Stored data
————————
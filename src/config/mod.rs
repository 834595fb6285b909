/// 统一配置系统
///
/// 提供TOML/JSON配置文件、环境变量覆盖和边界裁剪
use serde::{Deserialize, Serialize};
use std::env;
use std::fs;
use std::path::{Path, PathBuf};
use thiserror::Error;

use crate::particles::shapes::ParticleShape;

/// 粒子数下限
pub const MIN_PARTICLE_COUNT: usize = 1_000;
/// 粒子数上限
pub const MAX_PARTICLE_COUNT: usize = 50_000;
/// 默认粒子大小
pub const DEFAULT_PARTICLE_SIZE: f32 = 0.05;

/// 配置错误
#[derive(Error, Debug)]
pub enum ConfigError {
    /// 文件读取错误
    #[error("Config file error: {0}")]
    FileError(#[from] std::io::Error),
    /// 解析错误
    #[error("Config parse error: {0}")]
    ParseError(String),
    /// 验证错误
    #[error("Config validation error: {0}")]
    ValidationError(String),
}

pub type ConfigResult<T> = Result<T, ConfigError>;

/// RGB 颜色，分量范围 `[0, 1]`
#[derive(Debug, Clone, Copy, PartialEq, Serialize, Deserialize)]
pub struct Rgb {
    pub r: f32,
    pub g: f32,
    pub b: f32,
}

impl Rgb {
    pub fn new(r: f32, g: f32, b: f32) -> Self {
        Self { r, g, b }
    }

    /// 各分量裁剪到 `[0, 1]`
    pub fn clamped(self) -> Self {
        Self {
            r: self.r.clamp(0.0, 1.0),
            g: self.g.clamp(0.0, 1.0),
            b: self.b.clamp(0.0, 1.0),
        }
    }
}

impl Default for Rgb {
    fn default() -> Self {
        // 青色，原版的默认粒子颜色
        Self::new(0.0, 1.0, 1.0)
    }
}

/// 粒子场配置
#[derive(Debug, Clone, PartialEq, Serialize, Deserialize)]
pub struct FieldConfig {
    /// 粒子数量（有效范围 1_000 - 50_000）
    pub count: usize,

    /// 粒子大小
    pub size: f32,

    /// 粒子颜色
    pub color: Rgb,

    /// 形状族
    pub shape: ParticleShape,

    /// 随机种子；`None` 时使用系统熵源
    #[serde(default)]
    pub seed: Option<u64>,
}

impl Default for FieldConfig {
    fn default() -> Self {
        Self {
            count: 10_000,
            size: DEFAULT_PARTICLE_SIZE,
            color: Rgb::default(),
            shape: ParticleShape::Sphere,
            seed: None,
        }
    }
}

impl FieldConfig {
    /// 将越界值裁剪/回退到安全默认，不报错
    ///
    /// 越界配置在入口处退化而非失败（count=0、负 size 等）。
    pub fn sanitized(mut self) -> Self {
        self.count = self.count.clamp(MIN_PARTICLE_COUNT, MAX_PARTICLE_COUNT);
        if !self.size.is_finite() || self.size <= 0.0 {
            self.size = DEFAULT_PARTICLE_SIZE;
        }
        self.color = self.color.clamped();
        self
    }

    /// 严格验证配置（用于显式检查配置文件）
    pub fn validate(&self) -> ConfigResult<()> {
        if self.count < MIN_PARTICLE_COUNT || self.count > MAX_PARTICLE_COUNT {
            return Err(ConfigError::ValidationError(format!(
                "particle count {} out of range {}..={}",
                self.count, MIN_PARTICLE_COUNT, MAX_PARTICLE_COUNT
            )));
        }
        if !self.size.is_finite() || self.size <= 0.0 {
            return Err(ConfigError::ValidationError(format!(
                "particle size must be positive, got {}",
                self.size
            )));
        }
        Ok(())
    }
}

/// 引擎主配置
#[derive(Debug, Clone, Default, Serialize, Deserialize)]
pub struct EngineConfig {
    /// 粒子场配置
    pub field: FieldConfig,

    /// 日志配置
    #[serde(default)]
    pub logging: LoggingConfig,
}

impl EngineConfig {
    /// 创建默认配置
    pub fn new() -> Self {
        Self::default()
    }

    /// 从TOML文件加载配置
    pub fn from_toml_file<P: AsRef<Path>>(path: P) -> ConfigResult<Self> {
        let content = fs::read_to_string(path).map_err(ConfigError::FileError)?;
        Self::from_toml_str(&content)
    }

    /// 从TOML字符串解析配置
    pub fn from_toml_str(content: &str) -> ConfigResult<Self> {
        toml::from_str(content).map_err(|e| ConfigError::ParseError(e.to_string()))
    }

    /// 从JSON文件加载配置
    pub fn from_json_file<P: AsRef<Path>>(path: P) -> ConfigResult<Self> {
        let content = fs::read_to_string(path).map_err(ConfigError::FileError)?;
        Self::from_json_str(&content)
    }

    /// 从JSON字符串解析配置
    pub fn from_json_str(content: &str) -> ConfigResult<Self> {
        serde_json::from_str(content).map_err(|e| ConfigError::ParseError(e.to_string()))
    }

    /// 保存为TOML文件
    pub fn save_toml<P: AsRef<Path>>(&self, path: P) -> ConfigResult<()> {
        let content =
            toml::to_string_pretty(self).map_err(|e| ConfigError::ParseError(e.to_string()))?;
        fs::write(path, content).map_err(ConfigError::FileError)
    }

    /// 从环境变量覆盖配置
    pub fn apply_env_overrides(&mut self) {
        if let Ok(val) = env::var("GESTURE_PARTICLES_COUNT") {
            if let Ok(count) = val.parse() {
                self.field.count = count;
            }
        }
        if let Ok(val) = env::var("GESTURE_PARTICLES_SHAPE") {
            self.field.shape = ParticleShape::from_name(&val);
        }
        if let Ok(val) = env::var("GESTURE_PARTICLES_SIZE") {
            if let Ok(size) = val.parse() {
                self.field.size = size;
            }
        }
        if let Ok(val) = env::var("GESTURE_PARTICLES_SEED") {
            if let Ok(seed) = val.parse() {
                self.field.seed = Some(seed);
            }
        }
    }

    /// 验证配置
    pub fn validate(&self) -> ConfigResult<()> {
        self.field.validate()
    }

    /// 自动查找并加载配置文件，最后套用环境变量覆盖
    ///
    /// 按以下顺序查找：
    /// 1. ./config.toml
    /// 2. ./config.json
    /// 3. ~/.config/gesture_particles/config.toml
    /// 4. 使用默认配置
    pub fn load_or_default() -> Self {
        let mut config = Self::load_file_or_default();
        config.apply_env_overrides();
        config
    }

    fn load_file_or_default() -> Self {
        if let Ok(config) = Self::from_toml_file("config.toml") {
            tracing::info!(target: "config", "Loaded config from config.toml");
            return config;
        }

        if let Ok(config) = Self::from_json_file("config.json") {
            tracing::info!(target: "config", "Loaded config from config.json");
            return config;
        }

        if let Some(home) = env::var_os("HOME") {
            let config_path = PathBuf::from(home)
                .join(".config")
                .join("gesture_particles")
                .join("config.toml");

            if let Ok(config) = Self::from_toml_file(&config_path) {
                tracing::info!(target: "config", "Loaded config from {:?}", config_path);
                return config;
            }
        }

        tracing::info!(target: "config", "Using default configuration");
        Self::default()
    }
}

/// 日志配置
#[derive(Debug, Clone, Serialize, Deserialize)]
pub struct LoggingConfig {
    /// 日志级别
    pub level: LogLevel,

    /// 是否输出到控制台
    pub log_to_console: bool,
}

impl Default for LoggingConfig {
    fn default() -> Self {
        Self {
            level: LogLevel::Info,
            log_to_console: true,
        }
    }
}

/// 日志级别
#[derive(Debug, Clone, Copy, PartialEq, Eq, Serialize, Deserialize)]
pub enum LogLevel {
    /// 跟踪
    Trace,
    /// 调试
    Debug,
    /// 信息
    Info,
    /// 警告
    Warn,
    /// 错误
    Error,
}
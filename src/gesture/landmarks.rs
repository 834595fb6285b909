//! 手部关键点数据模型
//!
//! 定义归一化图像坐标下的手部关键点序列。关键点索引遵循
//! MediaPipe Hands 的解剖学编号：0 = 手腕/掌根，4 = 拇指尖，
//! 8 = 食指尖，9 = 中指掌骨（掌心中部），12/16/20 = 其余指尖。

use serde::{Deserialize, Serialize};

/// 一只完整的手包含的关键点数量
pub const LANDMARK_COUNT: usize = 21;

/// 掌根索引
pub const PALM_BASE: usize = 0;
/// 拇指尖索引
pub const THUMB_TIP: usize = 4;
/// 食指尖索引
pub const INDEX_TIP: usize = 8;
/// 掌心中部索引（中指掌骨）
pub const PALM_MIDDLE: usize = 9;
/// 五个指尖的索引
pub const FINGER_TIPS: [usize; 5] = [4, 8, 12, 16, 20];

/// 归一化图像空间中的一个关键点
///
/// 坐标范围为 `[0, 1]`，原点在图像左上角。
#[derive(Debug, Clone, Copy, PartialEq, Default, Serialize, Deserialize)]
pub struct Point2D {
    pub x: f32,
    pub y: f32,
}

impl Point2D {
    pub fn new(x: f32, y: f32) -> Self {
        Self { x, y }
    }

    /// 计算到另一个点的欧氏距离
    pub fn distance(&self, other: &Point2D) -> f32 {
        let dx = self.x - other.x;
        let dy = self.y - other.y;
        (dx * dx + dy * dy).sqrt()
    }
}

/// 左右手标签
#[derive(Debug, Clone, Copy, PartialEq, Eq, Serialize, Deserialize)]
pub enum Handedness {
    Left,
    Right,
}

/// 一只手的关键点序列
///
/// 完整的手恰好包含 [`LANDMARK_COUNT`] 个点。长度不足的序列不会被
/// 拒绝，但分类器会对缺失索引的计算退化为安全默认值。
#[derive(Debug, Clone, Default)]
pub struct HandLandmarks {
    points: Vec<Point2D>,
}

impl HandLandmarks {
    /// 从关键点序列创建
    pub fn from_points(points: Vec<Point2D>) -> Self {
        Self { points }
    }

    /// 获取指定索引的关键点
    pub fn get(&self, index: usize) -> Option<Point2D> {
        self.points.get(index).copied()
    }

    /// 关键点数量
    pub fn len(&self) -> usize {
        self.points.len()
    }

    pub fn is_empty(&self) -> bool {
        self.points.is_empty()
    }

    /// 是否为一只完整的手（21 个关键点）
    pub fn is_complete(&self) -> bool {
        self.points.len() >= LANDMARK_COUNT
    }
}

/// 单帧中检测到的一只手：关键点序列及其左右手标签
#[derive(Debug, Clone)]
pub struct DetectedHand {
    pub landmarks: HandLandmarks,
    pub handedness: Handedness,
}

impl DetectedHand {
    pub fn new(landmarks: HandLandmarks, handedness: Handedness) -> Self {
        Self {
            landmarks,
            handedness,
        }
    }
}

#[cfg(test)]
mod tests {
    use super::*;

    #[test]
    fn test_point_distance() {
        let a = Point2D::new(0.0, 0.0);
        let b = Point2D::new(0.3, 0.4);
        assert!((a.distance(&b) - 0.5).abs() < 1e-6);
    }

    #[test]
    fn test_incomplete_hand() {
        let hand = HandLandmarks::from_points(vec![Point2D::default(); 5]);
        assert!(!hand.is_complete());
        assert!(hand.get(4).is_some());
        assert!(hand.get(20).is_none());
    }

    #[test]
    fn test_complete_hand() {
        let hand = HandLandmarks::from_points(vec![Point2D::default(); LANDMARK_COUNT]);
        assert!(hand.is_complete());
        assert_eq!(hand.len(), 21);
    }
}
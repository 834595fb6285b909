//! 外部协作者的能力抽象
//!
//! 摄像头/关键点检测模型与 3D 渲染管线不属于本核心，这里以
//! capability trait 建模，使核心无需真实摄像头、GPU 或训练好的
//! 模型即可运行和测试：
//! - [`LandmarkSource`] - 按自身节奏产出关键点帧的异步生产者
//! - [`RenderSink`] - 每个显示帧消费一次位置缓冲区与绘制参数

use crate::config::Rgb;
use crate::gesture::landmarks::DetectedHand;

/// 关键点源产出的一帧：零、一或两只手
///
/// 超过两只手的条目会被分类器忽略。
#[derive(Debug, Clone, Default)]
pub struct LandmarkFrame {
    pub hands: Vec<DetectedHand>,
}

impl LandmarkFrame {
    pub fn new(hands: Vec<DetectedHand>) -> Self {
        Self { hands }
    }

    /// 无手的空帧
    pub fn empty() -> Self {
        Self::default()
    }
}

/// 关键点源
///
/// 独立的异步生产者（采集/推理节奏通常低于显示刷新率）。
/// 引擎每 tick 轮询一次，只消费最新状态；没有新帧时分类沿用
/// 上一次的结果，不需要背压或丢帧策略。
pub trait LandmarkSource {
    /// 取走自上次轮询以来的最新帧；无新帧时返回 `None`
    fn poll(&mut self) -> Option<LandmarkFrame>;
}

/// 提交给渲染端的一帧绘制数据
#[derive(Debug, Clone, Copy)]
pub struct RenderFrame<'a> {
    /// 扁平位置缓冲区，`3 * count` 个分量
    pub positions: &'a [f32],
    /// 粒子颜色
    pub color: Rgb,
    /// 点精灵大小
    pub size: f32,
    /// 平滑后的缩放
    pub scale: f32,
    /// 平滑后的旋转（弧度，绕 Z 轴）
    pub rotation: f32,
    /// 位置数据自上帧以来是否失效（需要重新上传）
    pub positions_dirty: bool,
}

/// 渲染接收端
///
/// 每个 tick 收到一次当前帧；`positions_dirty` 为真时应在下次
/// 绘制前重新上传位置缓冲区。
pub trait RenderSink {
    fn submit(&mut self, frame: RenderFrame<'_>);
}
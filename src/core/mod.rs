//! 核心模块
//!
//! 包含引擎的核心功能：
//! - `engine` - 主引擎入口和每帧驱动逻辑
//! - `error` - 错误类型定义

pub mod engine;
pub mod error;

// 重新导出错误类型
pub use error::{EngineError, EngineResult};

// 重新导出主要类型
pub use engine::{gesture_targets, Engine};
//! 引擎主入口
//!
//! 定义Engine结构和每帧驱动逻辑。
//!
//! 单线程协作模型：宿主动画循环每个显示帧调用一次 [`Engine::tick`]，
//! tick 内依次完成关键点轮询、手势分类、目标更新、模拟推进和向
//! 渲染端的提交，全部同步执行，互不阻塞。

use crate::config::{EngineConfig, LogLevel, LoggingConfig, Rgb};
use crate::core::error::EngineResult;
use crate::gesture::{classify, GestureState};
use crate::particles::{ParticleField, ParticleShape};
use crate::pipeline::{LandmarkSource, RenderFrame, RenderSink};
use std::path::Path;

/// 手距映射到缩放目标的基数与增益
const SCALE_BASE: f32 = 0.5;
const SCALE_GAIN: f32 = 1.5;

/// 由手势状态计算缩放/旋转目标
///
/// 缩放随两手距离线性增长（`0.5 + distance * 1.5`），
/// 旋转取捏合角度并转换为弧度。
pub fn gesture_targets(gesture: &GestureState) -> (f32, f32) {
    let scale = SCALE_BASE + gesture.hand_distance * SCALE_GAIN;
    let rotation = gesture.pinch_angle.to_radians();
    (scale, rotation)
}

/// 手势粒子引擎
///
/// `Engine` 将关键点源、手势分类器、粒子场与渲染端连成一条
/// 每帧执行的流水线：
///
/// 1. 轮询 [`LandmarkSource`]，对最新帧做无状态分类
/// 2. 将手势映射为缩放/旋转目标写入粒子场
/// 3. `advance(dt)` 推进平滑与模拟
/// 4. 将位置缓冲区与绘制参数提交给 [`RenderSink`]
///
/// 关键点源的节奏通常低于显示刷新率；没有新帧时沿用上一次的
/// 手势状态，目标值保持不变。
///
/// # 生命周期
///
/// 构造时生成初始缓冲区；[`Engine::shutdown`] 按确定性顺序释放
/// 关键点源、渲染端和缓冲区，此后不会再有任何回调触发。
pub struct Engine<S, R> {
    source: S,
    sink: R,
    field: ParticleField,
    gesture: GestureState,
}

impl<S: LandmarkSource, R: RenderSink> Engine<S, R> {
    /// 按配置创建引擎
    pub fn new(config: EngineConfig, source: S, sink: R) -> Self {
        Self::initialize_logging(&config.logging);
        tracing::info!(target: "engine", "Engine starting");

        Self {
            source,
            sink,
            field: ParticleField::new(config.field),
            gesture: GestureState::default(),
        }
    }

    /// 从TOML配置文件创建引擎
    pub fn from_config_file<P: AsRef<Path>>(path: P, source: S, sink: R) -> EngineResult<Self> {
        let config = EngineConfig::from_toml_file(path)?;
        Ok(Self::new(config, source, sink))
    }

    /// 初始化日志系统
    ///
    /// 配置tracing日志框架。日志级别可以通过`RUST_LOG`环境变量
    /// 控制，未设置时回退到配置文件中的级别。
    fn initialize_logging(config: &LoggingConfig) {
        if !config.log_to_console {
            return;
        }

        let fallback = match config.level {
            LogLevel::Trace => "trace",
            LogLevel::Debug => "debug",
            LogLevel::Info => "info",
            LogLevel::Warn => "warn",
            LogLevel::Error => "error",
        };
        let filter = tracing_subscriber::EnvFilter::try_from_default_env()
            .unwrap_or_else(|_| tracing_subscriber::EnvFilter::new(fallback));

        let _ = tracing_subscriber::fmt().with_env_filter(filter).try_init();
    }

    /// 执行一个帧 tick
    ///
    /// `dt` 为距上一帧的秒数。
    pub fn tick(&mut self, dt: f32) {
        if let Some(frame) = self.source.poll() {
            self.gesture = classify(&frame.hands);
            let (scale, rotation) = gesture_targets(&self.gesture);
            self.field.set_scale(scale);
            self.field.set_rotation(rotation);
        }

        self.field.advance(dt);

        let positions_dirty = self.field.take_dirty();
        self.sink.submit(RenderFrame {
            positions: self.field.positions_flat(),
            color: self.field.color(),
            size: self.field.config().size,
            scale: self.field.scale(),
            rotation: self.field.rotation(),
            positions_dirty,
        });
    }

    /// 最近一次分类得到的手势状态
    pub fn gesture(&self) -> &GestureState {
        &self.gesture
    }

    /// 粒子场（只读）
    pub fn field(&self) -> &ParticleField {
        &self.field
    }

    /// 切换形状族；相同值为空操作
    pub fn set_particle_shape(&mut self, shape: ParticleShape) {
        self.field.set_particle_shape(shape);
    }

    /// 调整粒子数量
    pub fn set_particle_count(&mut self, count: usize) {
        self.field.set_particle_count(count);
    }

    /// 调整粒子颜色
    pub fn set_color(&mut self, color: Rgb) {
        self.field.set_color(color);
    }

    /// 关闭引擎并确定性释放资源
    ///
    /// 消费 `self`：关键点源与渲染端随之析构，缓冲区立即释放，
    /// 此后不会再有回调触发。
    pub fn shutdown(self) {
        tracing::info!(target: "engine", "Engine shutting down");
        drop(self.source);
        drop(self.sink);
    }
}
————————
(What is being asked) All of the lines above that carry the string "home" need to be found and copied.

(Expected answer)
        if let Some(home) = env::var_os("HOME") {
            let config_path = PathBuf::from(home)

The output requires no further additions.